Another theme that has come up–and it does relate the the realization that I'm likely better off out of here–is a potential conflict over upgrading a sound system. It makes sense to do so; and the two men who put the original sound system see no reason for change. And in their resistance, I can see myself. I'm always surprised at how attached I get to things being as they are. And in this case, I have  image of the two men's sense of worth unraveling–as the sound system is unraveled. We all want to believe what we do in important; and when changing conditions suggest that they may not matter any more–what do we do with that?  It's bound to happen to all of us. And so I'm not at all certain  that blanket disregard of the "casualties" of change is the right thing to do.

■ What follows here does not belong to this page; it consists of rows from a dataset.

//! # Portfolio Engine
//!
//! $$
//! \mathbf{w}^\* = \operatorname{Optimize}(\mu, \Sigma)
//! $$
//!
//! High-level orchestration API: strategy selection, shared configuration
//! and the per-portfolio statistics consumed downstream.

use ndarray::Array1;
use ndarray::Array2;

use crate::error::PortfolioError;
use crate::error::Result;
use crate::metrics;
use crate::optimizers::MarkowitzOptimizer;
use crate::optimizers::MaxDiversificationOptimizer;
use crate::optimizers::RiskParityOptimizer;
use crate::solver::AugmentedLagrangianSolver;
use crate::solver::SolverOptions;
use crate::types::FrontierPoint;
use crate::types::OptimizedPortfolio;
use crate::types::Strategy;

/// Runtime configuration for [`PortfolioEngine`].
///
/// Everything that would otherwise be a module-wide constant lives here:
/// the risk-free rate, the short-selling toggle, the frontier point count
/// and the solver tuning.
#[derive(Clone, Debug)]
pub struct PortfolioEngineConfig {
  /// Annual risk-free rate used by the tangency objective and Sharpe
  /// computations.
  pub risk_free: f64,
  /// Allow short selling (drops the `[0, 1]` box on every weight).
  pub allow_short: bool,
  /// Grid size for [`PortfolioEngine::frontier`].
  pub frontier_points: usize,
  /// Target risk contributions for risk parity; uniform when `None`.
  pub risk_budget: Option<Array1<f64>>,
  /// Solver tuning shared by every strategy.
  pub solver: SolverOptions,
}

impl Default for PortfolioEngineConfig {
  fn default() -> Self {
    Self {
      risk_free: 0.0,
      allow_short: false,
      frontier_points: 50,
      risk_budget: None,
      solver: SolverOptions::default(),
    }
  }
}

/// Single entry point over the allocation strategies.
#[derive(Clone, Debug)]
pub struct PortfolioEngine {
  config: PortfolioEngineConfig,
}

impl PortfolioEngine {
  /// Construct a new engine with explicit configuration.
  pub fn new(config: PortfolioEngineConfig) -> Self {
    Self { config }
  }

  /// Borrow engine configuration.
  pub fn config(&self) -> &PortfolioEngineConfig {
    &self.config
  }

  fn solver(&self) -> AugmentedLagrangianSolver {
    AugmentedLagrangianSolver::new(self.config.solver.clone())
  }

  /// Optimize weights for `strategy` and assemble the portfolio statistics
  /// reporting consumes: expected return, volatility, Sharpe ratio and
  /// per-asset risk contributions.
  pub fn optimize(
    &self,
    strategy: Strategy,
    mu: &Array1<f64>,
    sigma: &Array2<f64>,
  ) -> Result<OptimizedPortfolio> {
    let allow_short = self.config.allow_short;
    let weights = match strategy {
      Strategy::MinVariance => MarkowitzOptimizer::new(mu, sigma, self.config.risk_free)
        .with_solver(self.solver())
        .min_variance_portfolio(allow_short)?,
      Strategy::MaxSharpe => MarkowitzOptimizer::new(mu, sigma, self.config.risk_free)
        .with_solver(self.solver())
        .tangency_portfolio(allow_short)?,
      Strategy::RiskParity => RiskParityOptimizer::new(sigma, self.config.risk_budget.clone())
        .with_solver(self.solver())
        .optimize(allow_short)?,
      Strategy::MaxDiversification => MaxDiversificationOptimizer::new(sigma)
        .with_solver(self.solver())
        .optimize(allow_short)?,
      Strategy::EqualWeight => {
        metrics::validate_inputs(mu, sigma)?;
        Array1::from_elem(mu.len(), 1.0 / mu.len() as f64)
      }
    };

    let expected_return = metrics::portfolio_return(&weights, mu);
    let volatility = metrics::portfolio_volatility(&weights, sigma)?;
    if volatility <= metrics::VOL_EPS {
      return Err(PortfolioError::DegenerateInput(
        "optimized portfolio has zero volatility".into(),
      ));
    }
    let risk_contributions = metrics::risk_contributions(&weights, sigma)?;

    Ok(OptimizedPortfolio {
      sharpe: (expected_return - self.config.risk_free) / volatility,
      weights,
      expected_return,
      volatility,
      risk_contributions,
    })
  }

  /// Trace the efficient frontier with the configured point count.
  pub fn frontier(&self, mu: &Array1<f64>, sigma: &Array2<f64>) -> Result<Vec<FrontierPoint>> {
    MarkowitzOptimizer::new(mu, sigma, self.config.risk_free)
      .with_solver(self.solver())
      .efficient_frontier(None, self.config.allow_short, self.config.frontier_points)
  }
}

#[cfg(test)]
mod tests {
  use approx::assert_abs_diff_eq;
  use ndarray::arr1;
  use ndarray::arr2;

  use super::*;

  fn scenario() -> (Array1<f64>, Array2<f64>) {
    let mu = arr1(&[0.08, 0.12, 0.10]);
    let sigma = arr2(&[
      [0.04, 0.0, 0.0],
      [0.0, 0.09, 0.0],
      [0.0, 0.0, 0.06],
    ]);
    (mu, sigma)
  }

  fn engine_with_rf(risk_free: f64) -> PortfolioEngine {
    let config = PortfolioEngineConfig {
      risk_free,
      ..PortfolioEngineConfig::default()
    };
    PortfolioEngine::new(config)
  }

  #[test]
  fn end_to_end_min_variance_scenario() {
    let (mu, sigma) = scenario();
    let engine = engine_with_rf(0.02);

    let portfolio = engine.optimize(Strategy::MinVariance, &mu, &sigma).unwrap();

    assert_abs_diff_eq!(portfolio.weights[0], 0.473684, epsilon = 1e-2);
    assert_abs_diff_eq!(portfolio.weights[1], 0.210526, epsilon = 1e-2);
    assert_abs_diff_eq!(portfolio.weights[2], 0.315789, epsilon = 1e-2);
    assert!((portfolio.weights.sum() - 1.0).abs() < 1e-6);

    // Statistics are internally consistent.
    assert_abs_diff_eq!(
      portfolio.sharpe,
      (portfolio.expected_return - 0.02) / portfolio.volatility,
      epsilon = 1e-12
    );
    assert_abs_diff_eq!(
      portfolio.risk_contributions.sum(),
      portfolio.volatility,
      epsilon = 1e-9
    );
  }

  #[test]
  fn every_strategy_produces_a_fully_invested_portfolio() {
    let (mu, sigma) = scenario();
    let engine = engine_with_rf(0.02);

    for strategy in [
      Strategy::MinVariance,
      Strategy::MaxSharpe,
      Strategy::RiskParity,
      Strategy::MaxDiversification,
      Strategy::EqualWeight,
    ] {
      let portfolio = engine.optimize(strategy, &mu, &sigma).unwrap();
      assert!(
        (portfolio.weights.sum() - 1.0).abs() < 1e-6,
        "{strategy:?} violates the budget"
      );
      assert!(portfolio.weights.iter().all(|&w| (0.0..=1.0).contains(&w)));
      assert!(portfolio.volatility > 0.0);
    }
  }

  #[test]
  fn equal_weight_baseline_is_uniform() {
    let (mu, sigma) = scenario();
    let engine = engine_with_rf(0.0);

    let portfolio = engine.optimize(Strategy::EqualWeight, &mu, &sigma).unwrap();
    for &w in portfolio.weights.iter() {
      assert_abs_diff_eq!(w, 1.0 / 3.0, epsilon = 1e-12);
    }
    assert_abs_diff_eq!(portfolio.expected_return, 0.10, epsilon = 1e-12);
  }

  #[test]
  fn risk_budget_flows_through_config() {
    let sigma = arr2(&[[0.04, 0.0], [0.0, 0.01]]);
    let mu = arr1(&[0.08, 0.05]);
    let config = PortfolioEngineConfig {
      risk_budget: Some(arr1(&[0.6, 0.4])),
      ..PortfolioEngineConfig::default()
    };
    let engine = PortfolioEngine::new(config);

    let portfolio = engine.optimize(Strategy::RiskParity, &mu, &sigma).unwrap();
    let fractions = &portfolio.risk_contributions / portfolio.volatility;
    assert_abs_diff_eq!(fractions[0], 0.6, epsilon = 1e-3);
    assert_abs_diff_eq!(fractions[1], 0.4, epsilon = 1e-3);
  }

  #[test]
  fn frontier_uses_configured_point_count() {
    let (mu, sigma) = scenario();
    let config = PortfolioEngineConfig {
      risk_free: 0.02,
      frontier_points: 7,
      ..PortfolioEngineConfig::default()
    };
    let engine = PortfolioEngine::new(config);

    let frontier = engine.frontier(&mu, &sigma).unwrap();
    assert_eq!(frontier.len(), 7);
    for pair in frontier.windows(2) {
      assert!(pair[0].target_return <= pair[1].target_return);
    }
  }

  #[test]
  fn engine_is_deterministic() {
    let (mu, sigma) = scenario();
    let engine = engine_with_rf(0.02);

    let a = engine.optimize(Strategy::RiskParity, &mu, &sigma).unwrap();
    let b = engine.optimize(Strategy::RiskParity, &mu, &sigma).unwrap();
    assert_eq!(a.weights, b.weights);
    assert_eq!(a.volatility, b.volatility);
  }

  #[test]
  fn default_config_matches_documented_defaults() {
    let config = PortfolioEngineConfig::default();
    assert_eq!(config.risk_free, 0.0);
    assert!(!config.allow_short);
    assert_eq!(config.frontier_points, 50);
    assert!(config.risk_budget.is_none());
  }
}
//! # portfolio-rs
//!
//! $$
//! \min_{\mathbf{w}}\ \sqrt{\mathbf{w}^\top\Sigma\mathbf{w}} \quad \text{s.t.} \quad \mathbf{1}^\top\mathbf{w}=1,\ \ 0\le w_i\le 1
//! $$
//!
//! Portfolio allocation under the classical quantitative criteria: minimum
//! variance, maximum Sharpe ratio (tangency), equal risk contribution and
//! maximum diversification, plus the mean-variance efficient frontier.
//!
//! The caller supplies annualized expected returns and an annualized
//! covariance matrix aligned to one asset ordering; every solver borrows
//! them read-only and returns a weight vector in the same ordering, or a
//! typed error. All solves are synchronous, deterministic and free of
//! shared mutable state.

pub mod engine;
pub mod error;
pub mod metrics;
pub mod optimizers;
pub mod solver;
pub mod types;

pub use engine::PortfolioEngine;
pub use engine::PortfolioEngineConfig;
pub use error::PortfolioError;
pub use metrics::asset_volatilities;
pub use metrics::diversification_ratio;
pub use metrics::marginal_risk;
pub use metrics::portfolio_return;
pub use metrics::portfolio_volatility;
pub use metrics::risk_contributions;
pub use optimizers::MarkowitzOptimizer;
pub use optimizers::MaxDiversificationOptimizer;
pub use optimizers::RiskParityOptimizer;
pub use solver::AugmentedLagrangianSolver;
pub use solver::BoundsPolicy;
pub use solver::ConstrainedProblem;
pub use solver::ConstrainedSolver;
pub use solver::SolverOptions;
pub use solver::SolverResult;
pub use types::FrontierPoint;
pub use types::OptimizedPortfolio;
pub use types::Strategy;
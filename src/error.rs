//! # Errors
//!
//! Typed failure modes surfaced by the optimization engine.

/// All errors that can occur while computing an allocation.
#[derive(Debug, Clone, thiserror::Error)]
pub enum PortfolioError {
  /// The nonlinear solve did not reach a feasible stationary point within
  /// its iteration budget. Carries the solver diagnostic. Recoverable:
  /// callers may retry with a different initial guess or relaxed bounds.
  #[error("optimization failed: {0}")]
  OptimizationFailed(String),

  /// Portfolio volatility (or another ratio denominator) is numerically
  /// indistinguishable from zero, so Sharpe, diversification and risk
  /// contribution ratios are undefined. Detected before any division.
  #[error("degenerate input: {0}")]
  DegenerateInput(String),

  /// The covariance matrix violates the positive-semi-definiteness or
  /// symmetry assumptions, which indicates malformed upstream statistics.
  #[error("numeric error: {0}")]
  NumericError(String),

  /// Dimension mismatch or an otherwise malformed argument.
  #[error("invalid input: {0}")]
  InvalidInput(String),
}

pub type Result<T> = std::result::Result<T, PortfolioError>;

#[cfg(test)]
mod tests {
  use super::*;

  #[test]
  fn display_includes_diagnostic() {
    let err = PortfolioError::OptimizationFailed("max iterations reached".into());
    assert_eq!(
      err.to_string(),
      "optimization failed: max iterations reached"
    );

    let err = PortfolioError::DegenerateInput("zero portfolio volatility".into());
    assert!(err.to_string().starts_with("degenerate input"));
  }
}
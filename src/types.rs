//! # Portfolio Types
//!
//! $$
//! \mathbf{w}^\*=\arg\min_{\mathbf{w}} f(\mathbf{w}) \quad \text{s.t.} \quad \mathbf{1}^\top\mathbf{w}=1
//! $$
//!
//! Shared enums and result containers for the allocation strategies.

use ndarray::Array1;

/// Supported allocation strategies.
#[derive(Clone, Copy, Debug, PartialEq, Eq)]
pub enum Strategy {
  /// Weights minimizing portfolio volatility.
  MinVariance,
  /// Tangency portfolio: weights maximizing the Sharpe ratio.
  MaxSharpe,
  /// Equalized (or budgeted) marginal risk contributions.
  RiskParity,
  /// Weights maximizing the diversification ratio.
  MaxDiversification,
  /// Uniform 1/n baseline.
  EqualWeight,
}

impl Strategy {
  /// Parse a string into a [`Strategy`].
  pub fn from_str(s: &str) -> Self {
    match s.to_lowercase().as_str() {
      "tangency" | "max-sharpe" | "maxsharpe" => Self::MaxSharpe,
      "risk-parity" | "riskparity" | "erc" => Self::RiskParity,
      "max-div" | "max-diversification" | "maxdiversification" => Self::MaxDiversification,
      "equal" | "equal-weight" | "equalweight" | "1/n" => Self::EqualWeight,
      _ => Self::MinVariance,
    }
  }
}

/// Output of one allocation run, as consumed by reporting and backtesting.
#[derive(Clone, Debug)]
pub struct OptimizedPortfolio {
  /// Final weights, in the caller's asset ordering.
  pub weights: Array1<f64>,
  /// Expected portfolio return `w'μ` (annualized if inputs are annualized).
  pub expected_return: f64,
  /// Portfolio volatility `sqrt(w'Σw)`.
  pub volatility: f64,
  /// Sharpe ratio `(expected_return - risk_free) / volatility`.
  pub sharpe: f64,
  /// Per-asset risk contributions `w ⊙ Σw / volatility`.
  pub risk_contributions: Array1<f64>,
}

/// One point of the mean-variance efficient frontier.
///
/// `volatility` is `None` when the sub-problem for this target return did
/// not converge; the sweep keeps going and reports a partial frontier.
#[derive(Clone, Copy, Debug, PartialEq)]
pub struct FrontierPoint {
  /// Target expected return of this grid point.
  pub target_return: f64,
  /// Minimum attainable volatility at the target, if feasible.
  pub volatility: Option<f64>,
}
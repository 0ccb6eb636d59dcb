// SPDX-License-Identifier: MIT
// Copyright 2026 Roland Dreier <roland@rolandd.dev>

//! Aggregate statistics derived from the cached activity collection.
//!
//! All passes here are pure functions over an in-memory snapshot; they
//! never trigger a network fetch. Distances are meters and durations
//! seconds internally; pace is seconds-per-meter. Kilometers appear
//! only in the wire types for the weekly zone breakdown.

use std::collections::HashMap;

use chrono::{Days, NaiveDate};
use serde::{Deserialize, Serialize};

use crate::models::activity::{classify, Activity, Category, PaceZone};
use crate::time_utils::{day_of, month_key};

// ─── Monthly Distance ────────────────────────────────────────

/// Distance per category for one month.
#[derive(Debug, Clone, Default, Serialize, Deserialize)]
pub struct MonthlySportStats {
    /// Format: YYYY-MM
    pub month_year: String,
    /// Meters
    pub run_walk_hike: f64,
    pub bike: f64,
    pub other: f64,
}

/// Group activities by month and sum distance per category.
///
/// Activities whose `start_date` fails to parse are silently skipped.
/// Months with no activities are absent, and the output order is
/// unspecified; sorting is a presentation concern.
pub fn monthly_distance_stats(activities: &[Activity]) -> Vec<MonthlySportStats> {
    let mut stats_map: HashMap<String, MonthlySportStats> = HashMap::new();

    for activity in activities {
        let Some(month) = month_key(&activity.start_date) else {
            continue;
        };

        let stat = stats_map
            .entry(month.clone())
            .or_insert_with(|| MonthlySportStats {
                month_year: month,
                ..Default::default()
            });

        match classify(&activity.activity_type) {
            Category::RunWalkHike => stat.run_walk_hike += activity.distance,
            Category::Bike => stat.bike += activity.distance,
            Category::Other => stat.other += activity.distance,
        }
    }

    stats_map.into_values().collect()
}

// ─── Monthly Pace ────────────────────────────────────────────

/// Accumulated time/distance and derived average pace for one month.
#[derive(Debug, Clone, Default, Serialize, Deserialize)]
pub struct MonthlyPaceStats {
    /// Format: YYYY-MM
    pub month_year: String,

    /// Accumulated moving time (seconds) and distance (meters) per category
    pub run_walk_hike_time: f64,
    pub run_walk_hike_distance: f64,
    pub bike_time: f64,
    pub bike_distance: f64,
    pub other_time: f64,
    pub other_distance: f64,

    /// Average pace per category (seconds per meter).
    /// Zero means "no data", never a valid pace; callers must not divide by it.
    pub run_walk_hike_pace: f64,
    pub bike_pace: f64,
    pub other_pace: f64,
}

/// Group activities by month and derive average pace per category.
///
/// Pace is `Σmoving_time / Σdistance`, computed only when the
/// accumulated distance is positive.
pub fn monthly_pace_stats(activities: &[Activity]) -> Vec<MonthlyPaceStats> {
    let mut pace_map: HashMap<String, MonthlyPaceStats> = HashMap::new();

    for activity in activities {
        let Some(month) = month_key(&activity.start_date) else {
            continue;
        };

        let stat = pace_map
            .entry(month.clone())
            .or_insert_with(|| MonthlyPaceStats {
                month_year: month,
                ..Default::default()
            });

        match classify(&activity.activity_type) {
            Category::RunWalkHike => {
                stat.run_walk_hike_distance += activity.distance;
                stat.run_walk_hike_time += activity.moving_time;
            }
            Category::Bike => {
                stat.bike_distance += activity.distance;
                stat.bike_time += activity.moving_time;
            }
            Category::Other => {
                stat.other_distance += activity.distance;
                stat.other_time += activity.moving_time;
            }
        }
    }

    pace_map
        .into_values()
        .map(|mut stat| {
            if stat.run_walk_hike_distance > 0.0 {
                stat.run_walk_hike_pace = stat.run_walk_hike_time / stat.run_walk_hike_distance;
            }
            if stat.bike_distance > 0.0 {
                stat.bike_pace = stat.bike_time / stat.bike_distance;
            }
            if stat.other_distance > 0.0 {
                stat.other_pace = stat.other_time / stat.other_distance;
            }
            stat
        })
        .collect()
}

// ─── Date-Range Pace Zones ───────────────────────────────────

/// Distance (km) per pace zone for one calendar day.
#[derive(Debug, Clone, Default, Serialize, Deserialize)]
pub struct DailyZoneDistance {
    /// Format: YYYY-MM-DD
    pub date: String,
    pub red_km: f64,
    pub orange_km: f64,
    pub yellow_km: f64,
    pub green_km: f64,
}

/// Totals across the whole requested range.
#[derive(Debug, Clone, Default, Serialize, Deserialize)]
pub struct RangeSummary {
    pub total_distance_km: f64,
    pub total_moving_time_secs: f64,
    /// Seconds per meter; zero means "no data"
    pub average_pace: f64,
}

/// Date-range pace zone breakdown with summary totals.
#[derive(Debug, Clone, Serialize, Deserialize)]
pub struct PaceZoneStats {
    pub start_date: String,
    pub end_date: String,
    pub days: Vec<DailyZoneDistance>,
    pub summary: RangeSummary,
}

/// Break down running distance per pace zone for each day in the
/// inclusive `[start, end]` range.
///
/// Every day in the range appears, zero-filled when nothing matches.
/// Only `Run` activities with positive distance and moving time
/// contribute, and their day comes from the athlete's local start
/// date to match the local training day.
pub fn pace_zone_stats(activities: &[Activity], start: NaiveDate, end: NaiveDate) -> PaceZoneStats {
    debug_assert!(start <= end);

    let num_days = (end - start).num_days() as usize + 1;
    let mut days: Vec<DailyZoneDistance> = (0..num_days)
        .map(|offset| DailyZoneDistance {
            date: (start + Days::new(offset as u64)).to_string(),
            ..Default::default()
        })
        .collect();

    let mut total_distance = 0.0; // meters
    let mut total_moving_time = 0.0; // seconds

    for activity in activities {
        if activity.activity_type != "Run"
            || activity.distance <= 0.0
            || activity.moving_time <= 0.0
        {
            continue;
        }

        let Some(day) = day_of(&activity.start_date_local) else {
            continue;
        };
        if day < start || day > end {
            continue;
        }

        let speed = activity.distance / activity.moving_time;
        let km = activity.distance / 1000.0;
        let entry = &mut days[(day - start).num_days() as usize];

        match PaceZone::from_speed(speed) {
            PaceZone::Red => entry.red_km += km,
            PaceZone::Orange => entry.orange_km += km,
            PaceZone::Yellow => entry.yellow_km += km,
            PaceZone::Green => entry.green_km += km,
        }

        total_distance += activity.distance;
        total_moving_time += activity.moving_time;
    }

    let average_pace = if total_distance > 0.0 {
        total_moving_time / total_distance
    } else {
        0.0
    };

    PaceZoneStats {
        start_date: start.to_string(),
        end_date: end.to_string(),
        days,
        summary: RangeSummary {
            total_distance_km: total_distance / 1000.0,
            total_moving_time_secs: total_moving_time,
            average_pace,
        },
    }
}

Maybe what we need to do–is acknowledge that whatever we do–it's in a certain time and place that inevitably changes.That doesn't make it less valuable; it's just  the reality of being human.

Interestingly enough, the above is more the theme of my first novella “WANTED:PASSIONATE HERO” where the 1960’s cowboy hero has to face the reality of change when he enters the protagonist Marcy’s world. And I may revisit it again…one of the joys of writing.